THE DATA START

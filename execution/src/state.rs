use anyhow::Result;
use commonware_cryptography::ed25519::PublicKey;
use encwars_types::execution::{Account, Key, Value};
use encwars_types::PlayerSession;
use std::{collections::HashMap, future::Future};

#[derive(Debug)]
pub enum PrepareError {
    NonceMismatch { expected: u64, got: u64 },
    State(anyhow::Error),
}

/// Session repository. The engine reads and stages writes through this trait and never holds
/// session records anywhere else.
pub trait State {
    fn get(&self, key: &Key) -> impl Future<Output = Result<Option<Value>>>;
    fn insert(&mut self, key: Key, value: Value) -> impl Future<Output = Result<()>>;
    fn delete(&mut self, key: &Key) -> impl Future<Output = Result<()>>;

    fn apply(&mut self, changes: Vec<(Key, Status)>) -> impl Future<Output = Result<()>> {
        async {
            for (key, status) in changes {
                match status {
                    Status::Update(value) => self.insert(key, value).await?,
                    Status::Delete => self.delete(&key).await?,
                }
            }
            Ok(())
        }
    }
}

/// In-memory repository.
#[derive(Default)]
pub struct Memory {
    state: HashMap<Key, Value>,
}

impl Memory {
    pub fn len(&self) -> usize {
        self.state.len()
    }

    pub fn is_empty(&self) -> bool {
        self.state.is_empty()
    }
}

impl State for Memory {
    async fn get(&self, key: &Key) -> Result<Option<Value>> {
        Ok(self.state.get(key).cloned())
    }

    async fn insert(&mut self, key: Key, value: Value) -> Result<()> {
        self.state.insert(key, value);
        Ok(())
    }

    async fn delete(&mut self, key: &Key) -> Result<()> {
        self.state.remove(key);
        Ok(())
    }
}

#[derive(Clone, Debug, PartialEq, Eq)]
#[allow(clippy::large_enum_variant)]
pub enum Status {
    Update(Value),
    Delete,
}

pub async fn nonce<S: State>(state: &S, public: &PublicKey) -> Result<u64> {
    Ok(load_account(state, public).await?.nonce)
}

pub(crate) async fn load_account<S: State>(state: &S, public: &PublicKey) -> Result<Account> {
    Ok(match state.get(&Key::Account(public.clone())).await? {
        Some(Value::Account(account)) => account,
        _ => Account::default(),
    })
}

/// Loads an owner's session, surfacing the default (uninitialized) session when none exists.
pub async fn load_session<S: State>(state: &S, owner: &PublicKey) -> Result<PlayerSession> {
    Ok(match state.get(&Key::Session(owner.clone())).await? {
        Some(Value::Session(session)) => session,
        _ => PlayerSession::default(),
    })
}

pub(crate) fn validate_and_increment_nonce(
    account: &mut Account,
    provided_nonce: u64,
) -> Result<(), PrepareError> {
    if account.nonce != provided_nonce {
        return Err(PrepareError::NonceMismatch {
            expected: account.nonce,
            got: provided_nonce,
        });
    }
    account.nonce += 1;
    Ok(())
}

THE DATA END

#### EXERCISE INSTRUCTIONS:
Copy task for the entries above: every line with the string "Debug".

#### WRITTEN REPLY:
#[derive(Debug)]
#[derive(Clone, Debug, PartialEq, Eq)]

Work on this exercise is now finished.